• [MATERIALS PROVIDED]
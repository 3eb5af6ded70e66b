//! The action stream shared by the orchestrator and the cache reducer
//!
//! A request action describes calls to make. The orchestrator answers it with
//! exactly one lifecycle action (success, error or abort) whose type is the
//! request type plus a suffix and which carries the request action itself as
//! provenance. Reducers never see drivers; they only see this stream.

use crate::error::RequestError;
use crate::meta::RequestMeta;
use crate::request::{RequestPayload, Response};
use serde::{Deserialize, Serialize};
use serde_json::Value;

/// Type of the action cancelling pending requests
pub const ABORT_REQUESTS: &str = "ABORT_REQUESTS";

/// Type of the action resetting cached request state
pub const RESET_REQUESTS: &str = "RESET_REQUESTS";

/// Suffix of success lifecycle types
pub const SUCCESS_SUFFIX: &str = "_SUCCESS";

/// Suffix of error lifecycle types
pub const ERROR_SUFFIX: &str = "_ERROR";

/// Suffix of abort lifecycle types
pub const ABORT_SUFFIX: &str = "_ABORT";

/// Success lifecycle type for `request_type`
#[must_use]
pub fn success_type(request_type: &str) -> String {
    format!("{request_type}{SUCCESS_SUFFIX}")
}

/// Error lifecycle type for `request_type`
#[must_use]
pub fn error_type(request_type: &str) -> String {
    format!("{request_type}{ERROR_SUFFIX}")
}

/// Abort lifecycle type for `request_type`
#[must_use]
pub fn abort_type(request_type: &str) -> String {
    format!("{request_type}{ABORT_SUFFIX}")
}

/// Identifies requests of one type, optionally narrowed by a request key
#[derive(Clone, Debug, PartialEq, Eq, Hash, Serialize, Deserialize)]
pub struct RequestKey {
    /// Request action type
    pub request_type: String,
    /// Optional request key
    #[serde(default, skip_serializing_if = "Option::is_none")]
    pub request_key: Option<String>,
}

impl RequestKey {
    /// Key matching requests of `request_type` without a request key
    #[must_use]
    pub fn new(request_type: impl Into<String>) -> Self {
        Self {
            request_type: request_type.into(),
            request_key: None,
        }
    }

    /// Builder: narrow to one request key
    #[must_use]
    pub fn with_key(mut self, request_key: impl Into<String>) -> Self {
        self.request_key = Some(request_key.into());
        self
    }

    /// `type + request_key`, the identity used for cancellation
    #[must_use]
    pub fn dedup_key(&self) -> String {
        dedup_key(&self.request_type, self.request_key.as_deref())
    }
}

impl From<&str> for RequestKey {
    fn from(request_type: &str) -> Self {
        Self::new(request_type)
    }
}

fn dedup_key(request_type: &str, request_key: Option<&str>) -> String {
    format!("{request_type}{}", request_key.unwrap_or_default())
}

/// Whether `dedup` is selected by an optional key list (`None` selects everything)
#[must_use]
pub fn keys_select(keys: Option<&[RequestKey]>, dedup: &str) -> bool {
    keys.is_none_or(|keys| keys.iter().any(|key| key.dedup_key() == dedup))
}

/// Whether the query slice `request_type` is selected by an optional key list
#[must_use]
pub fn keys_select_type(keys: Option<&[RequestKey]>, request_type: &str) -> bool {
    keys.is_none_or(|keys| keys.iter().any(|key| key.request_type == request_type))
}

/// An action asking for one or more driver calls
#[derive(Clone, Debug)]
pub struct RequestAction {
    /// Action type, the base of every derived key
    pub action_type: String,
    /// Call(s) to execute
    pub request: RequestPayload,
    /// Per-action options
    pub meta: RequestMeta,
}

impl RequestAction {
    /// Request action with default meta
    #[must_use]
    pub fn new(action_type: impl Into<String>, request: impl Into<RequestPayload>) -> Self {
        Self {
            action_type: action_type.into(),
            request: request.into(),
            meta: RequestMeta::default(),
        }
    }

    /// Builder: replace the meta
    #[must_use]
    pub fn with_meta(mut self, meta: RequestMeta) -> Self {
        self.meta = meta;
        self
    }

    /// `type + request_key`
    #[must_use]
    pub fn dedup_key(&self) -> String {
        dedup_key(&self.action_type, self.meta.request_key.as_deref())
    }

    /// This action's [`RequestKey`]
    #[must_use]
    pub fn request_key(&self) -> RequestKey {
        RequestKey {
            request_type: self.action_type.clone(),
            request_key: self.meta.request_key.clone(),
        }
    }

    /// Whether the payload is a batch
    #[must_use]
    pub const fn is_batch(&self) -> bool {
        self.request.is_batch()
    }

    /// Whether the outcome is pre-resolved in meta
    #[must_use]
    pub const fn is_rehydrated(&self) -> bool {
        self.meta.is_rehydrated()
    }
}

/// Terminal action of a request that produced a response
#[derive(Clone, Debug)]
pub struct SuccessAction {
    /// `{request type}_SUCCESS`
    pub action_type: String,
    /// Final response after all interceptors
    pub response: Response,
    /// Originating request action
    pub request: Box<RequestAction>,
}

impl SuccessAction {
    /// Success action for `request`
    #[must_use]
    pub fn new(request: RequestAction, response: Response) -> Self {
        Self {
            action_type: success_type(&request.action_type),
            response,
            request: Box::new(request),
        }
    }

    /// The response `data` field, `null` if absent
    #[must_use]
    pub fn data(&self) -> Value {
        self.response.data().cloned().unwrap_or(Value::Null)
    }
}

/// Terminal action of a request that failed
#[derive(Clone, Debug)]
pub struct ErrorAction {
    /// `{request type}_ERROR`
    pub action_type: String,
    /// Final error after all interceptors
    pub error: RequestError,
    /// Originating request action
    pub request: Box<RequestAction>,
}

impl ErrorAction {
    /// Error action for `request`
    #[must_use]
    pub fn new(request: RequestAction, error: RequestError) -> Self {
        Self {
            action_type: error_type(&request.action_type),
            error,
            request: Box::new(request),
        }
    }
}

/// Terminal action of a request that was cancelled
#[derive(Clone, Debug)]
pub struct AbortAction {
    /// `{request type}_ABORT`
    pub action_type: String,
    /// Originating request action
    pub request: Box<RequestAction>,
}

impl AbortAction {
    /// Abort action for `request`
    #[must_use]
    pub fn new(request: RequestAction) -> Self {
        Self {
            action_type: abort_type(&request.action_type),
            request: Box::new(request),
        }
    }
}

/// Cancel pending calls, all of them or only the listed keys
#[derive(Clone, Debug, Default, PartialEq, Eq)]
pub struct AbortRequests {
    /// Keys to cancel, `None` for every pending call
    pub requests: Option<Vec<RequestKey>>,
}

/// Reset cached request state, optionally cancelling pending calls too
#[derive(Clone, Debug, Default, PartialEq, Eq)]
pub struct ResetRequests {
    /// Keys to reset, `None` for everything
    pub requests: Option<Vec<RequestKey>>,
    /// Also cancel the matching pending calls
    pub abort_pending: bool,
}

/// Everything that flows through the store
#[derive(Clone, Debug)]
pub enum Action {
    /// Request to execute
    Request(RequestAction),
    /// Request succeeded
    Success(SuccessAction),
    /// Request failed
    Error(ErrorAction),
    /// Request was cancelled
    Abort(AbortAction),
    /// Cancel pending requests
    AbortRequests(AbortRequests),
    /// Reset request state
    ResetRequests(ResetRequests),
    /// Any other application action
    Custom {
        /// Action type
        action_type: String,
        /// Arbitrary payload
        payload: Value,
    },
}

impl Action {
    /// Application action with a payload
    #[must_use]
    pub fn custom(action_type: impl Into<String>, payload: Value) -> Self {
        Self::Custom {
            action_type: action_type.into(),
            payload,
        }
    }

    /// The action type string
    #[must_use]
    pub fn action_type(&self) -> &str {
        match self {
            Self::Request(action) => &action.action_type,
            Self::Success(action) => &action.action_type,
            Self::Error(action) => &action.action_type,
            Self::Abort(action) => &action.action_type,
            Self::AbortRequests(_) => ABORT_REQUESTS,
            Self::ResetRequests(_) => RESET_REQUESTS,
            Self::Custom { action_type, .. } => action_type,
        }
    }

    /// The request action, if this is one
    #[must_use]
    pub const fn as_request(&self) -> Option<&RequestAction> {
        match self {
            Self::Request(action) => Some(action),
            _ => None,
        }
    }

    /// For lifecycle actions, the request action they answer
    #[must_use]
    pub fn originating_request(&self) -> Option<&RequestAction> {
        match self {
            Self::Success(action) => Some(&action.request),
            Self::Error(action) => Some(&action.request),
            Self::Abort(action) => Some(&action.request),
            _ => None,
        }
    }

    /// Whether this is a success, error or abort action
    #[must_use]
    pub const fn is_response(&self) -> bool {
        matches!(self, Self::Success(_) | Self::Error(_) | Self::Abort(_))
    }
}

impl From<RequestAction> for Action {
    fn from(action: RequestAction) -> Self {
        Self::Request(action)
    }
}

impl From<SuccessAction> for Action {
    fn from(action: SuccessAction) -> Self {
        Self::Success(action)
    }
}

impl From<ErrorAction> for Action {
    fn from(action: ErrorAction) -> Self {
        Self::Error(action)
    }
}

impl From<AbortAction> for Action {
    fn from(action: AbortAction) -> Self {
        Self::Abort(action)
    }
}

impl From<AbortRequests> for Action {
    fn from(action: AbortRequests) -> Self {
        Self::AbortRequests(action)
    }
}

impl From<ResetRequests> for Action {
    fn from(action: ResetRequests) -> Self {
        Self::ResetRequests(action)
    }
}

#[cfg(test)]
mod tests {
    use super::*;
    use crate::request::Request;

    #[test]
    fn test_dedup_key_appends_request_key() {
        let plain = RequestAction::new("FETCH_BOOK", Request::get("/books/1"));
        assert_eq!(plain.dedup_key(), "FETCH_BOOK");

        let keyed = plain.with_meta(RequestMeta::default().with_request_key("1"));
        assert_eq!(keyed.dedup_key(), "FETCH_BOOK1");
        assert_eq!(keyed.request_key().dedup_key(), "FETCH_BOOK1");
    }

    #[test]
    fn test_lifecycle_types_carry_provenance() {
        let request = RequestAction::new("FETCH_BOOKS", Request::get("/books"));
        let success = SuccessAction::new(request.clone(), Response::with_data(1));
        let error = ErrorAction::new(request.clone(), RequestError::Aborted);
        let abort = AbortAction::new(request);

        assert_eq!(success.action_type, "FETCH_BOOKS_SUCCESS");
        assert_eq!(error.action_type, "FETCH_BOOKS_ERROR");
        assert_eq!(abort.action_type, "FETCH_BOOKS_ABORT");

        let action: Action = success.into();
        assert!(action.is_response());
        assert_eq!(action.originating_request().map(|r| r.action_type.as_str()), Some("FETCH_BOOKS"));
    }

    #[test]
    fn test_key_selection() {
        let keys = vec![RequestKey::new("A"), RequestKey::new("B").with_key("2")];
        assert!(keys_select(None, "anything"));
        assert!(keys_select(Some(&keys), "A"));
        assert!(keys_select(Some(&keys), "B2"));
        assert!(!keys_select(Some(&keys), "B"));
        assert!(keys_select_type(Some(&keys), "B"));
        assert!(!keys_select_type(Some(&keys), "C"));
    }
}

• [ACTION ITEM] Reproduce, line for line, the material, starting at its first line, and end once the line holding "type is the" has been output.

• [SOLVED PROBLEM]
repository 3eb5af6ded70e66b
//! The action stream shared by the orchestrator and the cache reducer
//!
//! A request action describes calls to make. The orchestrator answers it with
//! exactly one lifecycle action (success, error or abort) whose type is the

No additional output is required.